A busca pela eficiência

Hoje vivemos tempos de globalização, da velocidade de informações, de altas tecnologias, a vida passa tão rápida que mais parece um vídeo-clipe e com tanta velocidade, as palavras são escritas de forma abreviadas, ás vezes de uma forma quase indecifrável para quem não está familiarizado com a línguagem digital.  Um perigo para quem quer escritor.

 

Com tantos vícios adquiridos com a velocidade digital, o português acaba ficando de lado. Escrever corretamente é um bicho de sete cabeças para alguns. Mas, como escrever sem dominar a língua pátria? Por mais velocidade que haja nesta chamada era digital, a busca pela eficiência para quem quer se tornar um escritor, passa, mais do que nunca, pelo conhecimento pleno da língua. Esse é o primeiro passo para quem quer escrever.

 

Muitos possuem grandes idéias, imaginam seqüências surpreendentes, mas, muitas vezes, acabam empacando na questão do roteiro. Embora uns até dominem as técnicas de formatar um roteiro, a questão do português, acaba pre-judicando todo projeto. E por que isso acontece? Preguiça!

 

Mesmo se utilizando de tantas tecnologias, a maioria prefere ficar horas e horas em frente ao computador, jogando, assistindo vídeos, conversando nas redes de relacionamentos, mas são incapazes de perder alguns minutos por dia na companhia de um bom livro, ou ainda estudo e conhecendo o português.
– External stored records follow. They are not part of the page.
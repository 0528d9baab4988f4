// Monotonic "uptime" clock. Boot is the first time anything asks for it.

use lazy_static::lazy_static;
use std::time::Instant;

lazy_static! {
    static ref BOOT: Instant = Instant::now();
}

/// Pin the boot instant. Call early so uptime reads close to process age.
pub fn init() {
    lazy_static::initialize(&BOOT);
}

/// Milliseconds elapsed since boot. Never decreases.
pub fn uptime_ms() -> i64 {
    BOOT.elapsed().as_millis() as i64
}
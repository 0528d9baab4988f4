use std::collections::HashSet;
use std::sync::atomic::{AtomicU64, Ordering};

use parking_lot::{Mutex, RwLock};
use tracing::{error, trace, warn};

use super::fault::{self, FaultReason, PermissionFault};
use super::grant::{ContextId, GrantTable, Rights};
use crate::IPC::channel::Channel;

static NEXT_TOKEN: AtomicU64 = AtomicU64::new(1);

/// Gatekeeper consulted on every channel access made through an
/// execution context.
///
/// An allowed access returns normally. Anything else never returns: the
/// caller is marked isolated and its thread is unwound with a
/// [`PermissionFault`].
///
/// Creating a monitor binds every channel in its grant table to it. A
/// channel already bound elsewhere stays with its first monitor, and every
/// access to it through this one faults.
#[derive(Debug)]
pub struct AccessMonitor {
    token: u64,
    grants: GrantTable,
    isolated: RwLock<HashSet<ContextId>>,
    faults: Mutex<Vec<PermissionFault>>,
}

impl AccessMonitor {
    pub fn new(grants: GrantTable) -> Self {
        let token = NEXT_TOKEN.fetch_add(1, Ordering::Relaxed);
        for handle in grants.channels() {
            if handle.channel().bind_governor(token) != token {
                warn!(channel = %handle.name(), "channel already governed by another monitor");
            }
        }
        Self {
            token,
            grants,
            isolated: RwLock::new(HashSet::new()),
            faults: Mutex::new(Vec::new()),
        }
    }

    pub fn grants(&self) -> &GrantTable {
        &self.grants
    }

    pub fn is_isolated(&self, context: ContextId) -> bool {
        self.isolated.read().contains(&context)
    }

    /// Every fault raised so far, oldest first.
    pub fn faults(&self) -> Vec<PermissionFault> {
        self.faults.lock().clone()
    }

    pub(crate) fn check(&self, context: ContextId, channel: &Channel, requested: Rights) {
        if self.is_isolated(context) {
            self.trap(context, channel, requested, FaultReason::Isolated);
        }
        if matches!(channel.governor(), Some(token) if token != self.token) {
            self.trap(context, channel, requested, FaultReason::ForeignChannel);
        }
        if !self.grants.allows(context, channel.id(), requested) {
            self.trap(context, channel, requested, FaultReason::NotGranted);
        }
        trace!(context = %context, channel = %channel.id(), ?requested, "access granted");
    }

    fn trap(
        &self,
        context: ContextId,
        channel: &Channel,
        requested: Rights,
        reason: FaultReason,
    ) -> ! {
        let fault = PermissionFault {
            context,
            context_name: self
                .grants
                .context_name(context)
                .map(str::to_owned)
                .unwrap_or_else(|| context.to_string()),
            channel: channel.id(),
            channel_name: channel.name().to_owned(),
            requested,
            reason,
        };

        self.isolated.write().insert(context);
        self.faults.lock().push(fault.clone());
        error!(
            context = %fault.context_name,
            channel = %fault.channel_name,
            ?requested,
            ?reason,
            "FATAL: {fault}; terminating context"
        );
        fault::raise(fault)
    }
}
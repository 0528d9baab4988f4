use std::cell::UnsafeCell;
use std::mem::size_of;
use std::sync::atomic::AtomicBool;
use std::sync::atomic::Ordering::{AcqRel, Acquire, Relaxed, Release, SeqCst};

use super::layout::ChannelEntry;
use super::Buffer::{RingBuffer, Slot};
use crate::error::ChannelError;
use crate::Core::futex::{futex_wait, futex_wake};
use crate::IPC::Structs::Message_Structs::Message;

impl RingBuffer {
    /// Allocate a ring with `capacity` slots.
    ///
    /// Capacity must be a non-zero power of two.
    pub fn new(channel_id: u32, capacity: usize) -> Result<Self, ChannelError> {
        if capacity == 0 || (capacity & (capacity - 1)) != 0 {
            return Err(ChannelError::InvalidCapacity(capacity));
        }

        // Slot k starts stamped with k: free for the producer at tail == k.
        let slots = (0..capacity)
            .map(|k| Slot {
                sequence: (k as u64).into(),
                message: UnsafeCell::new(Message::default()),
            })
            .collect::<Vec<_>>()
            .into_boxed_slice();

        Ok(Self {
            entry: ChannelEntry::new(channel_id, capacity as u64),
            slots,
            capacity,
            mask: capacity - 1,
        })
    }

    /// Size in bytes of one slot stride in memory.
    #[inline]
    pub fn slot_stride() -> usize {
        size_of::<Slot>()
    }

    pub fn capacity(&self) -> usize {
        self.capacity
    }

    pub fn channel_id(&self) -> u32 {
        self.entry.channel_id
    }

    /// Messages currently parked in the ring. A snapshot; may be stale by
    /// the time the caller looks at it.
    pub fn len(&self) -> usize {
        let tail = self.entry.tail.load(Acquire);
        let head = self.entry.head.load(Acquire);
        (tail.saturating_sub(head) as usize).min(self.capacity)
    }

    pub fn is_empty(&self) -> bool {
        self.len() == 0
    }

    /// Reserve a slot and publish `message` into it.
    ///
    /// Returns the slot index on success. When the ring is full the message
    /// is handed back untouched; this never waits for space.
    pub fn enqueue(&self, message: Message) -> Result<usize, Message> {
        let tail_atomic = &self.entry.tail;

        loop {
            let tail = tail_atomic.load(Relaxed);
            let idx = (tail as usize) & self.mask;
            let slot = &self.slots[idx];
            let seq = slot.sequence.load(Acquire);
            let dif = seq as i64 - tail as i64;

            if dif == 0 {
                if tail_atomic
                    .compare_exchange_weak(tail, tail + 1, AcqRel, Relaxed)
                    .is_ok()
                {
                    // We own this slot until the stamp moves.
                    unsafe {
                        *slot.message.get() = message;
                    }
                    slot.sequence.store(tail + 1, Release);
                    return Ok(idx);
                }
                continue;
            } else if dif < 0 {
                // full
                return Err(message);
            } else {
                // another producer moved tail under us; reload
                std::hint::spin_loop();
            }
        }
    }

    /// Take the oldest message, or `None` if the ring is empty.
    pub fn dequeue(&self) -> Option<Message> {
        let head_atomic = &self.entry.head;

        loop {
            let head = head_atomic.load(Relaxed);
            let idx = (head as usize) & self.mask;
            let slot = &self.slots[idx];
            let seq = slot.sequence.load(Acquire);
            let dif = seq as i64 - (head as i64 + 1);

            if dif == 0 {
                if head_atomic
                    .compare_exchange_weak(head, head + 1, AcqRel, Relaxed)
                    .is_ok()
                {
                    let message = unsafe { *slot.message.get() };
                    // free slot for the producer's next lap
                    slot.sequence.store(head + self.capacity as u64, Release);
                    return Some(message);
                }
                continue;
            } else if dif < 0 {
                // empty
                return None;
            } else {
                // producer not finished; retry
                std::hint::spin_loop();
            }
        }
    }

    /// Block until a message is available and take it. No timeout.
    pub fn dequeue_wait(&self) -> Message {
        loop {
            let seen = self.entry.signal.load(Acquire);
            if let Some(message) = self.dequeue() {
                return message;
            }
            futex_wait(&self.entry.signal, seen);
        }
    }

    /// Like [`dequeue_wait`](Self::dequeue_wait), but gives up with `None`
    /// once `interrupt` is raised and the waiter is woken through
    /// [`signal_consumer`](Self::signal_consumer).
    pub fn dequeue_wait_interruptible(&self, interrupt: &AtomicBool) -> Option<Message> {
        loop {
            let seen = self.entry.signal.load(Acquire);
            if interrupt.load(SeqCst) {
                return None;
            }
            if let Some(message) = self.dequeue() {
                return Some(message);
            }
            futex_wait(&self.entry.signal, seen);
        }
    }

    /// Signal consumers that the ring changed.
    pub fn signal_consumer(&self) {
        self.entry.signal.fetch_add(1, Release);
        futex_wake(&self.entry.signal, 1);
    }
}
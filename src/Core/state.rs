use crossbeam_utils::CachePadded;
use std::sync::atomic::{AtomicU32, AtomicU64, Ordering};

/// Counters and configuration shared between the timer, the producer and
/// status queries.
///
/// Writers:
/// - `sequence` and `dropped`: the deferred producer only.
/// - `period_ms`: the rate controller only, while it holds its lock.
///
/// Everything else reads. No locks are taken here.
#[derive(Debug)]
pub struct SharedState {
    sequence: CachePadded<AtomicU32>,
    dropped: CachePadded<AtomicU64>,
    period_ms: AtomicU32,
}

impl SharedState {
    pub fn new(period_ms: u32) -> Self {
        Self {
            sequence: CachePadded::new(AtomicU32::new(0)),
            dropped: CachePadded::new(AtomicU64::new(0)),
            period_ms: AtomicU32::new(period_ms),
        }
    }

    /// Claim the next sequence number. Returns the value before the increment,
    /// so the first production attempt is numbered 0.
    pub(crate) fn next_sequence(&self) -> u32 {
        self.sequence.fetch_add(1, Ordering::AcqRel)
    }

    /// Number of production attempts so far.
    pub fn sequence(&self) -> u32 {
        self.sequence.load(Ordering::Acquire)
    }

    pub(crate) fn record_drop(&self) -> u64 {
        self.dropped.fetch_add(1, Ordering::AcqRel) + 1
    }

    /// Messages dropped because the authorized channel was full.
    pub fn dropped(&self) -> u64 {
        self.dropped.load(Ordering::Acquire)
    }

    pub fn period_ms(&self) -> u32 {
        self.period_ms.load(Ordering::Acquire)
    }

    pub(crate) fn store_period_ms(&self, period_ms: u32) {
        self.period_ms.store(period_ms, Ordering::Release);
    }
}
Assim, fica difícil quando se quer colocar em prática uma idéia que se tenha.

 

Como tudo na vida, seja lá em que profissão for, a busca pela eficiência é indispensável para um bom profissional, por isso, quem quer um dia escrever histórias, uma hora ou outra, vai ter de pôr a preguiça de lado e se debruçar sobre os livros e aprender como se faz para escrever o mais correto possível. É claro que, ás vezes, as características de um personagem vão lhe permitir o uso coloquial da língua, mas isso vai ficar para uma outra oportunidade.

 

O que se deve ter em mente é que se realmente se quer enveredar pelos caminhos da escrita, há de se buscar a eficiência nas regras de nossa língua, pois ela não é fácil, e, por mais que se busca a eficiência, uma hora ou outra, a gente sempre acaba escorregando, e isso não é legal. Nem para você e nem para o seu leitor. E isso é uma coisa que muito me preocupa.

 

Bom, agora que já dividi essa minha preocupação com vocês, deixe-me voltar aos livros, pois a arte de escrever é cheia de armadilhas e o domínio da língua não é uma coisa nada fácil. Ah, se por acaso alguém perceber algum erro neste artigo que acabei de escrever, queira me desculpar, ainda estou em busca da eficiência.